Council Chairman Kirke Sievers said the list adopted Wednesday can be reviewed and considered before the year-end deadline.
Sievers called it a “long, tedious process. I wish we could make it easier for citizens.”
The council agreed that:
* A mobile home park near Highway 99 and 156th Street SW could be considered for redevelopment.
* More housing might be allowed on 168 acres of land already within the county’s urban areas.
* An urban center should be allowed at the I-5 interchange at 128th Street SE. That proposal failed in December.
* The University of Washington’s 125-acre Wellington Hills Golf Course won’t become an industrial park.
* 43 square miles should not be urbanized to create the city of Maltby.
* A Fred Meyer store shouldn’t be allowed on 19 acres of rural land in Lake Stevens.
County staff will review the proposals that made the grade. Planning commission hearings are expected this fall before the council takes a final vote by the end of the year.
Most properties will be left behind. Technical state rules limit how much rural land the county can designate for urban housing in the Little Bear Creek area.

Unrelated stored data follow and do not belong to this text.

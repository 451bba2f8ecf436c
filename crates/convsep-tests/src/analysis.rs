//! Numeric comparison helpers.

use ndarray::{s, ArrayBase, Data, Dimension, Ix3};

/// Largest absolute element-wise difference between two arrays.
///
/// Compares elements in logical order; arrays of different shapes are
/// compared over the shorter element sequence, so callers should check
/// shapes first.
pub fn max_abs_diff<S1, S2, D>(a: &ArrayBase<S1, D>, b: &ArrayBase<S2, D>) -> f64
where
    S1: Data<Elem = f64>,
    S2: Data<Elem = f64>,
    D: Dimension,
{
    a.iter()
        .zip(b.iter())
        .map(|(x, y)| (x - y).abs())
        .fold(0.0, f64::max)
}

/// Largest difference over the first `frames` frames of two
/// `[channels, frames, bins]` tensors.
pub fn covered_error<S1, S2>(
    a: &ArrayBase<S1, Ix3>,
    b: &ArrayBase<S2, Ix3>,
    frames: usize,
) -> f64
where
    S1: Data<Elem = f64>,
    S2: Data<Elem = f64>,
{
    max_abs_diff(
        &a.slice(s![.., 0..frames, ..]),
        &b.slice(s![.., 0..frames, ..]),
    )
}

/// Largest absolute difference between two sample sequences.
pub fn max_sample_diff(a: &[f64], b: &[f64]) -> f64 {
    a.iter()
        .zip(b.iter())
        .map(|(x, y)| (x - y).abs())
        .fold(0.0, f64::max)
}

#[cfg(test)]
mod tests {
    use super::*;
    use ndarray::{array, Array3};

    #[test]
    fn test_max_abs_diff() {
        let a = array![1.0, 2.0, 3.0];
        let b = array![1.0, 2.5, 2.0];
        assert_eq!(max_abs_diff(&a, &b), 1.0);
    }

    #[test]
    fn test_covered_error_ignores_tail() {
        let a = Array3::<f64>::zeros((1, 10, 2));
        let mut b = a.clone();
        b[[0, 9, 1]] = 5.0;
        assert_eq!(covered_error(&a, &b, 9), 0.0);
        assert_eq!(covered_error(&a, &b, 10), 5.0);
    }

    #[test]
    fn test_max_sample_diff() {
        assert_eq!(max_sample_diff(&[0.0, -1.0], &[0.5, -1.0]), 0.5);
    }
}
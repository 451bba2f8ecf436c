//! Output source layout of a block transform.

use serde::{Deserialize, Serialize};

/// Describes how a transform's output channels map onto named sources.
///
/// Output channels are grouped contiguously: source `k` owns channels
/// `[k * channels_per_source, (k + 1) * channels_per_source)`.
#[derive(Debug, Clone, PartialEq, Eq, Serialize, Deserialize)]
pub struct SourceLayout {
    /// Source names, in output channel order.
    pub names: Vec<String>,
    /// Channels owned by each source (2 for stereo).
    pub channels_per_source: usize,
}

impl SourceLayout {
    /// Total number of output channels the transform must produce.
    pub fn total_channels(&self) -> usize {
        self.names.len() * self.channels_per_source
    }
}

impl Default for SourceLayout {
    fn default() -> Self {
        Self {
            names: ["voice", "drums", "bass", "other"]
                .iter()
                .map(|s| s.to_string())
                .collect(),
            channels_per_source: 2,
        }
    }
}
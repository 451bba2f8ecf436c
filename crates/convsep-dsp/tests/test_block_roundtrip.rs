//! Batching and reconstruction integration tests.

use convsep_dsp::{
    apply_transform, batch, chunk_count, reconstruct, window_starts, DspError, Identity, PAD_VALUE,
};
use convsep_spec::{BlockParams, TailMode};
use ndarray::{s, Array3, Axis};
use rand::{Rng, SeedableRng};
use rand_pcg::Pcg32;

fn random_features(seed: u64, channels: usize, frames: usize, bins: usize) -> Array3<f64> {
    let mut rng = Pcg32::seed_from_u64(seed);
    Array3::from_shape_fn((channels, frames, bins), |_| rng.gen_range(0.0..10.0))
}

fn blocks(time_context: usize, overlap: usize, batch_size: usize, tail: TailMode) -> BlockParams {
    BlockParams {
        time_context,
        overlap,
        batch_size,
        tail,
    }
}

#[test]
fn test_roundtrip_default_geometry() {
    let features = random_features(1, 2, 400, 513);
    let params = BlockParams::default();
    let (batches, n) = batch(features.view(), &params).unwrap();
    let out = reconstruct(&batches, n, params.overlap).unwrap();

    let covered = batches.layout().covered_frames();
    assert_eq!(out.dim(), (2, n * 15 + 30, 513));
    let lhs = out.slice(s![.., 0..covered, ..]);
    let rhs = features.slice(s![.., 0..covered, ..]);
    for (a, b) in lhs.iter().zip(rhs.iter()) {
        assert!((a - b).abs() < 1e-9);
    }
}

#[test]
fn test_roundtrip_many_geometries() {
    let features = random_features(7, 1, 173, 6);
    for time_context in [2, 5, 16, 30] {
        for overlap in 0..time_context {
            for tail in [TailMode::Drop, TailMode::Pad] {
                let params = blocks(time_context, overlap, 4, tail);
                let (batches, n) = batch(features.view(), &params).unwrap();
                let transformed = apply_transform(&batches, &Identity).unwrap();
                let out = reconstruct(&transformed, n, overlap).unwrap();

                let covered = batches.layout().covered_frames();
                let err = out
                    .slice(s![.., 0..covered, ..])
                    .iter()
                    .zip(features.slice(s![.., 0..covered, ..]).iter())
                    .map(|(a, b)| (a - b).abs())
                    .fold(0.0, f64::max);
                assert!(
                    err < 1e-9,
                    "tc {} ov {} {:?}: max error {}",
                    time_context,
                    overlap,
                    tail,
                    err
                );
            }
        }
    }
}

#[test]
fn test_window_count_formula() {
    for total in 0..300 {
        let drop = chunk_count(total, 30, 15, TailMode::Drop).unwrap();
        let pad = chunk_count(total, 30, 15, TailMode::Pad).unwrap();
        if total <= 30 {
            assert_eq!((drop, pad), (0, 0));
        } else {
            let formula = (total - 30).div_ceil(15) + 1;
            assert_eq!(pad, formula, "total {}", total);
            assert_eq!(drop, formula - 1, "total {}", total);
        }
        assert_eq!(
            window_starts(total, 30, 15, TailMode::Drop).unwrap().len(),
            drop
        );
    }
}

#[test]
fn test_batch_padding_is_exact_constant() {
    let features = random_features(3, 2, 100, 4);
    let (batches, n) = batch(features.view(), &blocks(30, 15, 15, TailMode::Drop)).unwrap();
    assert_eq!(n, 5);
    assert_eq!(batches.num_batches(), 1);

    let tensor = &batches.batches()[0];
    for slot in n..15 {
        assert!(batches.is_padding(slot));
        assert!(tensor
            .index_axis(Axis(0), slot)
            .iter()
            .all(|&v| v == PAD_VALUE));
    }
}

#[test]
fn test_mismatched_parameters_fail_loudly() {
    let features = random_features(5, 1, 200, 8);
    let (batches, n) = batch(features.view(), &blocks(30, 15, 15, TailMode::Drop)).unwrap();

    // Chunk count computed with a different overlap.
    let other = chunk_count(200, 30, 10, TailMode::Drop).unwrap();
    assert_ne!(other, n);
    assert!(matches!(
        reconstruct(&batches, other, 15),
        Err(DspError::LayoutMismatch { .. })
    ));
    assert!(matches!(
        reconstruct(&batches, n, 10),
        Err(DspError::LayoutMismatch { .. })
    ));
}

Only a few dozen acres can qualify unless elected officials provide strong justifications for a change by year’s end.
Karie Tarte lingered after the meeting, upset that her 10 rural acres on the edge of Stanwood was rejected again.
“It’s not a rural property anymore,” she said.
She is surrounded by subdivisions and traffic, but can’t win support from Stanwood or the county, she said.
“It’s politics as usual. How do you win?”